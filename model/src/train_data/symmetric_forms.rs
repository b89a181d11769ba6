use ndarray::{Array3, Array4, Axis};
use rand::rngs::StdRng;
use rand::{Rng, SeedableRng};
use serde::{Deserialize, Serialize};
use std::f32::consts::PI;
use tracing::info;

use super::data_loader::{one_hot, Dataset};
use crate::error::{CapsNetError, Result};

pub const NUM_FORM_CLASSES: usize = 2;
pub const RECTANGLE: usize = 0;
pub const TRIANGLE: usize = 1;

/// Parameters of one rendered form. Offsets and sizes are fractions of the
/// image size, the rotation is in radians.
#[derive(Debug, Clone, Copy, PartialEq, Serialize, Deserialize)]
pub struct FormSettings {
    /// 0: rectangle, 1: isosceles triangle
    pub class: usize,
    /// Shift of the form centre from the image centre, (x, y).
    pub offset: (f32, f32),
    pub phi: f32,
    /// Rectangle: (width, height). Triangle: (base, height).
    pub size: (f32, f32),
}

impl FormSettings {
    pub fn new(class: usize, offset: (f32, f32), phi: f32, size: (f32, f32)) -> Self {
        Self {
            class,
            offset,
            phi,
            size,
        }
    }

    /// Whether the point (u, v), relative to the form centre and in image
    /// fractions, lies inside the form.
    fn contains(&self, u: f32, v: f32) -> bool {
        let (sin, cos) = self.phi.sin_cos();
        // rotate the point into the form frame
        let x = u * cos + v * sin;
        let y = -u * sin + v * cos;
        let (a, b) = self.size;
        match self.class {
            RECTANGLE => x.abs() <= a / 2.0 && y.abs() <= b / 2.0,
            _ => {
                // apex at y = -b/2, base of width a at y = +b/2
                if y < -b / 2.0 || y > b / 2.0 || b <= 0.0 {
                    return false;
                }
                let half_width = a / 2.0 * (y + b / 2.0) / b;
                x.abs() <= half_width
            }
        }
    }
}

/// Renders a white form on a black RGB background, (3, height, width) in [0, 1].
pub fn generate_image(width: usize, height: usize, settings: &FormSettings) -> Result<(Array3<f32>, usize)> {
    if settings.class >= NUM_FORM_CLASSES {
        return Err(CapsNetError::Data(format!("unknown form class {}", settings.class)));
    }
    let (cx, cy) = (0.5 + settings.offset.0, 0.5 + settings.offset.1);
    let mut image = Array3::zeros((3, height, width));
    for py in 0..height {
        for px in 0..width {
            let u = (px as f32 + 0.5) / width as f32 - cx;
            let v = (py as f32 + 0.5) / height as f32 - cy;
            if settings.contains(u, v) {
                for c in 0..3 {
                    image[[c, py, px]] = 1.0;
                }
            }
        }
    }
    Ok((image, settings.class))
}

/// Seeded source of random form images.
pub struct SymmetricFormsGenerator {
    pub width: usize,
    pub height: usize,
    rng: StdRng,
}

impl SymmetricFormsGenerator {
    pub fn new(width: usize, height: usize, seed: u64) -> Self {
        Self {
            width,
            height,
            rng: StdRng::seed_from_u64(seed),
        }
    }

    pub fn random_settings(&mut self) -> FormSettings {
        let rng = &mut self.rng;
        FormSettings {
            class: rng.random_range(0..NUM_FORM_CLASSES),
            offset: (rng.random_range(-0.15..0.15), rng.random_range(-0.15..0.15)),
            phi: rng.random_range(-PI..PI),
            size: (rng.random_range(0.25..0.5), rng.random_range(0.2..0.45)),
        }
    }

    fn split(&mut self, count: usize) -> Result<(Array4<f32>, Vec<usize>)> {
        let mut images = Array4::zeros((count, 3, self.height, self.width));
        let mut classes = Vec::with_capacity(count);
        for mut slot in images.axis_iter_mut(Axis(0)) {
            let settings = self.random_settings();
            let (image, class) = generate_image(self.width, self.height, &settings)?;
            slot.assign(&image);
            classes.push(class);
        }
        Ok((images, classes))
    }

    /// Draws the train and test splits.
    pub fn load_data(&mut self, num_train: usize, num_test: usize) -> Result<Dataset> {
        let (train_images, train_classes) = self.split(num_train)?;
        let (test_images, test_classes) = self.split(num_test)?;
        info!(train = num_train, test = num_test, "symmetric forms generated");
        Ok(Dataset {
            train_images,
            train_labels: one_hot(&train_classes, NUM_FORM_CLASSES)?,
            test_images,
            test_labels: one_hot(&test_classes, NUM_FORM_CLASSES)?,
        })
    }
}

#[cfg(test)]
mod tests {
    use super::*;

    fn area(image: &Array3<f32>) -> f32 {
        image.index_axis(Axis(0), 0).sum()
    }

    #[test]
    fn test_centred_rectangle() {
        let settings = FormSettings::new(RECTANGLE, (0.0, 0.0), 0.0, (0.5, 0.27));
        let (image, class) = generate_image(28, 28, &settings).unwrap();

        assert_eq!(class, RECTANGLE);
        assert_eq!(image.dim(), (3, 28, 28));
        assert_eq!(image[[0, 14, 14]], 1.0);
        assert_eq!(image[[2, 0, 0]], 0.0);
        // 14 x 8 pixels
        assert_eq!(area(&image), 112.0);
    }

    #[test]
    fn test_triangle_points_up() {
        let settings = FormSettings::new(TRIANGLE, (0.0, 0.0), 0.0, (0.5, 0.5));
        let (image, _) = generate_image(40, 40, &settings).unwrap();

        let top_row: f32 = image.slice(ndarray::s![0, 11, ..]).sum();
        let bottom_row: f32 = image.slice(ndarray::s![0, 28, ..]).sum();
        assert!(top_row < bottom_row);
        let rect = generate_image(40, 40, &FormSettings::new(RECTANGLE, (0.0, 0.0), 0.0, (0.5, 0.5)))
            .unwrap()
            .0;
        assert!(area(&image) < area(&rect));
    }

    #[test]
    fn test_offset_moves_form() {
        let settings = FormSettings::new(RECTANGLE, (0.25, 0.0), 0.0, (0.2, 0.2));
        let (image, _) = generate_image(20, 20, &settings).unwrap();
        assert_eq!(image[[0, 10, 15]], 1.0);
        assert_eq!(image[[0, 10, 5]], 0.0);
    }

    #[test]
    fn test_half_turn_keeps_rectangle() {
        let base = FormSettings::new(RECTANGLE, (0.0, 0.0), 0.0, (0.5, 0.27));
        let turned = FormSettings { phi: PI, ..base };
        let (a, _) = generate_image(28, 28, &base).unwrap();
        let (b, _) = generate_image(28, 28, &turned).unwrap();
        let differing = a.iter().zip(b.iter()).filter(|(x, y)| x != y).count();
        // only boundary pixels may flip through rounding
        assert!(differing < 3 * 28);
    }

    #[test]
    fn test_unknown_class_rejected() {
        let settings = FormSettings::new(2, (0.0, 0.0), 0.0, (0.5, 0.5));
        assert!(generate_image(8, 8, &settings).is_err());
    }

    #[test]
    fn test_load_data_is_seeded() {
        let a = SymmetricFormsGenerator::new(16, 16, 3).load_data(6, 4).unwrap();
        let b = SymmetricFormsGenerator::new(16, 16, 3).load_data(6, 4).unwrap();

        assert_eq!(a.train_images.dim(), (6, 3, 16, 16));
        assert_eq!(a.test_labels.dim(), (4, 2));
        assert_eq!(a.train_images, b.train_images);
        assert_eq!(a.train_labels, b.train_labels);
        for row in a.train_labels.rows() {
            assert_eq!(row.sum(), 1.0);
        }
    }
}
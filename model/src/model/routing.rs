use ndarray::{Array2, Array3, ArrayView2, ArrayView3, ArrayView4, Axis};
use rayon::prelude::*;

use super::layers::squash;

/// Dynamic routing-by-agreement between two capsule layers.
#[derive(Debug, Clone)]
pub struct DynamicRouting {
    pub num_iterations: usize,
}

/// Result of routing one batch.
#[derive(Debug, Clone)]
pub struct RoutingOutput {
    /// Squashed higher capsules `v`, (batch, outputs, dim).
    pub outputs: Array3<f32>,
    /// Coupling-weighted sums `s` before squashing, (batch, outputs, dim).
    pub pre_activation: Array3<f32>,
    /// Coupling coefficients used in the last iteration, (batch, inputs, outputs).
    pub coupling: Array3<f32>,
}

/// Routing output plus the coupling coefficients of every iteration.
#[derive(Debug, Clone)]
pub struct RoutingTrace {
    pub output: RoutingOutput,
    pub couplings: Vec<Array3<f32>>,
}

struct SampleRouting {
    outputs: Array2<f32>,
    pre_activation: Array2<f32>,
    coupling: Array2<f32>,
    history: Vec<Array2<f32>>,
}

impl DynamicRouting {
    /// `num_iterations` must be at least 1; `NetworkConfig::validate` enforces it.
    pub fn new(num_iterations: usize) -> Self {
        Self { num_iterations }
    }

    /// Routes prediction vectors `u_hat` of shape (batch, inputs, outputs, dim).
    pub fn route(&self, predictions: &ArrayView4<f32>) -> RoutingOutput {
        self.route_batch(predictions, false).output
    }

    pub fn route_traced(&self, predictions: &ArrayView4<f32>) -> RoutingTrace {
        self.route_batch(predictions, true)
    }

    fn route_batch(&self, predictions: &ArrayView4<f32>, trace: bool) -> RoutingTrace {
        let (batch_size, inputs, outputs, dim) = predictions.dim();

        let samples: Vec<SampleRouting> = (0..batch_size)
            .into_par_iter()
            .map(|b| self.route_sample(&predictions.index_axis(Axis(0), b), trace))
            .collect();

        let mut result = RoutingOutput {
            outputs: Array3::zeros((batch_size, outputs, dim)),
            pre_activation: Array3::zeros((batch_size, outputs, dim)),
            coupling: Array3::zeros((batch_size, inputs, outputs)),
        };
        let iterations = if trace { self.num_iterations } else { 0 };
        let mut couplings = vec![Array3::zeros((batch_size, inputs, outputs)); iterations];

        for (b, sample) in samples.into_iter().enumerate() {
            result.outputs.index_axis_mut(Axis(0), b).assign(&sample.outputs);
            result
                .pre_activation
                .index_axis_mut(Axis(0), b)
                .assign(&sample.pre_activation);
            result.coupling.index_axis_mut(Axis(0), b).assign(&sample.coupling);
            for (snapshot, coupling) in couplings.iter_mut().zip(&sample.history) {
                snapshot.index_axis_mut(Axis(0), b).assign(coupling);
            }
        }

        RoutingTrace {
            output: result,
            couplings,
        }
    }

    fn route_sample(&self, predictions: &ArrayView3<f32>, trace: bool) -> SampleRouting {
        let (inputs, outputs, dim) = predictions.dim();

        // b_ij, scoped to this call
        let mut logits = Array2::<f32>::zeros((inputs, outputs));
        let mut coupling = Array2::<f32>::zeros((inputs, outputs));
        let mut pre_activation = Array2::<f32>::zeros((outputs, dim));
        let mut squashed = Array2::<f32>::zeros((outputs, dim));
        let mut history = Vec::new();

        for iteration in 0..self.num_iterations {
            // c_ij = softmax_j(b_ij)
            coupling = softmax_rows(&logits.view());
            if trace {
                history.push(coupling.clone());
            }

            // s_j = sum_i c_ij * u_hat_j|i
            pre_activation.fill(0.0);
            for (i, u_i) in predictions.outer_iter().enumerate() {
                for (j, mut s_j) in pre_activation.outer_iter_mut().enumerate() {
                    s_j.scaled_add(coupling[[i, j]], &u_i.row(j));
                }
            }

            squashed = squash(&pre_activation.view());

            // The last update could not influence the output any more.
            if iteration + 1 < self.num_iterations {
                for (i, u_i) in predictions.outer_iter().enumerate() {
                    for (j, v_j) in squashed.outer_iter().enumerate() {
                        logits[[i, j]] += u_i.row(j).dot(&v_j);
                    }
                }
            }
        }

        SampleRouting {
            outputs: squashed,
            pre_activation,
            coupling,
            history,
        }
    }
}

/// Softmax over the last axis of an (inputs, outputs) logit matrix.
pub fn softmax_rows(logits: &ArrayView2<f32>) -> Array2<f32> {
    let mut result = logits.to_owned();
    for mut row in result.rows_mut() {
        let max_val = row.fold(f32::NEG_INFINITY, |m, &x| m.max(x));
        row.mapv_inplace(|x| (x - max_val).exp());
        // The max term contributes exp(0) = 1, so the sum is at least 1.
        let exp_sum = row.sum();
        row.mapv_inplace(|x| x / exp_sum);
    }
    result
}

===

Task item
Among the entries, find every line holding "base" and return it.

Task answer
    /// Rectangle: (width, height). Triangle: (base, height).
                // apex at y = -b/2, base of width a at y = +b/2
        let base = FormSettings::new(RECTANGLE, (0.0, 0.0), 0.0, (0.5, 0.27));
        let turned = FormSettings { phi: PI, ..base };
        let (a, _) = generate_image(28, 28, &base).unwrap();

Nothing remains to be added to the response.